Doug Smith: Further thoughts on Settled Law in view of Kavanaugh

26 Jul

kavanaugh

President Trump nominates the Honorable Brett Kavanaugh for Supreme Court Justice

 

doug and mark 1

This is the second in a series on “settled law” by historian and Free State Patriot social editor, Doug Smith.

7.26.2018


 

Settled Law. I still find that an amusing concept, that only Leftists circling the wagons, (though why would they do that, since violence never settles anything?) about a favorite decision can espouse with a straight face. Historically, in fact, little law is “settled”. By settled, of course, they mean “I don’t wish to debate it.”

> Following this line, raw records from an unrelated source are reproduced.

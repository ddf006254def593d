//! Aggregate identity and optimistic-concurrency versions.
//!
//! `StreamId` names one aggregate instance (`"request-<uuid>"`) and doubles as
//! the event partition key. `Version` is the counter a caller echoes back on
//! every mutating call; a mismatch means someone else wrote first.

use serde::{Deserialize, Serialize};
use std::fmt;

/// Identifier of one aggregate instance.
///
/// ```
/// use benefits_core::stream::StreamId;
///
/// let id = StreamId::new("request-42");
/// assert_eq!(id.as_str(), "request-42");
/// ```
#[derive(Clone, Debug, PartialEq, Eq, Hash, PartialOrd, Ord, Serialize, Deserialize)]
pub struct StreamId(String);

impl StreamId {
    /// Create a `StreamId` from application-controlled data.
    #[must_use]
    pub fn new(id: impl Into<String>) -> Self {
        Self(id.into())
    }

    /// Borrow the id as a string slice.
    #[must_use]
    pub fn as_str(&self) -> &str {
        &self.0
    }
}

impl fmt::Display for StreamId {
    fn fmt(&self, f: &mut fmt::Formatter<'_>) -> fmt::Result {
        f.write_str(&self.0)
    }
}

/// Optimistic-concurrency version of an aggregate.
///
/// A freshly created aggregate is at [`Version::INITIAL`]; each accepted
/// mutation moves it forward by one.
///
/// ```
/// use benefits_core::stream::Version;
///
/// let v = Version::INITIAL.next().next();
/// assert_eq!(v.value(), 2);
/// ```
#[derive(Copy, Clone, Debug, Default, PartialEq, Eq, PartialOrd, Ord, Hash, Serialize, Deserialize)]
pub struct Version(u64);

impl Version {
    /// Version of a freshly created aggregate.
    pub const INITIAL: Self = Self(0);

    /// Wrap a raw version number.
    #[must_use]
    pub const fn new(value: u64) -> Self {
        Self(value)
    }

    /// The raw version number.
    #[must_use]
    pub const fn value(self) -> u64 {
        self.0
    }

    /// The version after one more mutation.
    #[must_use]
    pub const fn next(self) -> Self {
        Self(self.0.saturating_add(1))
    }
}

impl fmt::Display for Version {
    fn fmt(&self, f: &mut fmt::Formatter<'_>) -> fmt::Result {
        write!(f, "{}", self.0)
    }
}

impl From<u64> for Version {
    fn from(value: u64) -> Self {
        Self(value)
    }
}

#[cfg(test)]
mod tests {
    use super::*;

    #[test]
    fn stream_id_displays_raw_value() {
        assert_eq!(StreamId::new("request-7").to_string(), "request-7");
    }

    #[test]
    fn version_orders_and_advances() {
        let v0 = Version::INITIAL;
        let v1 = v0.next();
        assert!(v1 > v0);
        assert_eq!(v1, Version::new(1));
        assert_eq!(Version::from(9).to_string(), "9");
        assert_eq!(Version::default(), Version::INITIAL);
    }

    #[test]
    fn version_next_saturates() {
        assert_eq!(Version::new(u64::MAX).next(), Version::new(u64::MAX));
    }
}
impl AuditRecorder {
    /// Recorder continuing the chain already present in `store`.
    ///
    /// # Errors
    ///
    /// [`AuditError::Serialization`] if the last stored entry cannot be hashed.
    pub fn new(store: Arc<dyn AuditStore>, signer: Arc<dyn AuditSigner>) -> Result<Self, AuditError> {
        let head = match store.all().last() {
            Some(last) => ChainHead {
                sequence: last.sequence,
                last_hash: Some(last.content_hash()?),
            },
            None => ChainHead::default(),
        };
        Ok(Self {
            store,
            signer,
            head: Mutex::new(head),
        })
    }

    /// Seal and persist a draft.
    ///
    /// Signing failures are recovered with the fallback hash; only storage
    /// and serialization failures are returned.
    ///
    /// # Errors
    ///
    /// [`AuditError::Serialization`] or whatever the store returns.
    pub fn record(&self, draft: AuditDraft) -> Result<AuditEntry, AuditError> {
        let mut head = self.head.lock().unwrap_or_else(PoisonError::into_inner);

        let mut entry = AuditEntry {
            id: AuditEntryId::new(),
            sequence: head.sequence + 1,
            subject_type: draft.subject_type,
            subject_id: draft.subject_id,
            action: draft.action,
            actor: draft.actor,
            changes: draft.changes,
            recorded_at: draft.recorded_at,
            previous_hash: head.last_hash.clone(),
            seal: AuditSeal::Unsigned {
                content_hash: String::new(),
            },
        };
        let bytes = entry.canonical_bytes()?;
        let hash = content_hash(&bytes);

        entry.seal = match self.signer.sign(&bytes) {
            Ok(signature) => AuditSeal::Signed {
                key_id: self.signer.key_id().to_string(),
                signature,
            },
            Err(error) => {
                tracing::error!(
                    target: "audit",
                    severity = "critical",
                    entry_id = %entry.id,
                    subject_id = %entry.subject_id,
                    action = %entry.action,
                    %error,
                    "SignatureFailure: audit entry stored with fallback content hash"
                );
                metrics::counter!(names::AUDIT_SIGNATURE_FAILURES).increment(1);
                AuditSeal::Unsigned {
                    content_hash: hash.clone(),
                }
            },
        };

        self.store.append(entry.clone())?;
        head.sequence = entry.sequence;
        head.last_hash = Some(hash);

        let seal = if entry.seal.is_signed() { "signed" } else { "unsigned" };
        metrics::counter!(names::AUDIT_ENTRIES_RECORDED, "seal" => seal).increment(1);
        tracing::debug!(
            target: "audit",
            entry_id = %entry.id,
            sequence = entry.sequence,
            action = %entry.action,
            seal,
            "Audit entry recorded"
        );
        Ok(entry)
    }

    /// Check one entry against its seal.
    ///
    /// # Errors
    ///
    /// [`AuditError::EntryNotFound`] for unknown ids.
    pub fn verify(&self, id: AuditEntryId) -> Result<VerificationOutcome, AuditError> {
        let entry = self.store.get(id).ok_or(AuditError::EntryNotFound(id))?;
        let bytes = entry.canonical_bytes()?;

        let outcome = match &entry.seal {
            AuditSeal::Signed { key_id, signature } => {
                if key_id != self.signer.key_id() {
                    tracing::warn!(target: "audit", entry_id = %id, %key_id, "Entry signed with an unknown key");
                    VerificationOutcome::Invalid
                } else {
                    match self.signer.verify(&bytes, signature) {
                        Ok(true) => VerificationOutcome::Valid,
                        Ok(false) => VerificationOutcome::Invalid,
                        Err(error) => {
                            tracing::warn!(target: "audit", entry_id = %id, %error, "Signature check could not run");
                            VerificationOutcome::Invalid
                        },
                    }
                }
            },
            AuditSeal::Unsigned { content_hash: stored } => {
                if *stored == content_hash(&bytes) {
                    VerificationOutcome::Unsigned
                } else {
                    VerificationOutcome::Invalid
                }
            },
        };

        if outcome == VerificationOutcome::Invalid {
            tracing::warn!(target: "audit", entry_id = %id, "Audit entry failed verification");
        }
        Ok(outcome)
    }

    /// Walk the whole chain and report the first broken link.
    ///
    /// # Errors
    ///
    /// [`AuditError::Serialization`] if an entry cannot be hashed.
    pub fn verify_chain(&self) -> Result<ChainVerification, AuditError> {
        let entries = self.store.all();
        let mut previous: Option<String> = None;
        for (index, entry) in entries.iter().enumerate() {
            let expected_sequence = index as u64 + 1;
            if entry.sequence != expected_sequence || entry.previous_hash != previous {
                return Ok(ChainVerification::Broken {
                    entry_id: entry.id,
                    sequence: entry.sequence,
                });
            }
            previous = Some(entry.content_hash()?);
        }
        Ok(ChainVerification::Intact {
            entries: entries.len(),
        })
    }

    /// Entries of one subject, oldest first.
    #[must_use]
    pub fn trail(&self, subject_type: &str, subject_id: &str) -> Vec<AuditEntry> {
        self.store.for_subject(subject_type, subject_id)
    }
}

But let us look at the ways law is, in fact, settled.

By whim.

One of my favorite movie lines is Yul Brenner, as Pharaoh, pronouncing, “I have said it, and it is so. So, let it be written. So, let it be done.” Yes, when the (Pharaoh, King, Emperor) is appointed by or descended from God or gods, then his pronouncements are sacrosanct and may not be questioned. We depend upon his good nature to make good laws. Occasionally, as in the case of Bernadotte in Sweden, or Solomon, or James I in England, it turns out mostly good. Often, as under Henry VIII or King John of England (for those of you who are NOT fans of history, look up Runnymede or read Ivanhoe, or the Magna Carta.) it turns out rather badly. You could ask Anne Boleyn, but the settled law from Henry put her in an awkward position:

A tisket a tasket, a head in a basket, it cannot respond to the questions you ask it.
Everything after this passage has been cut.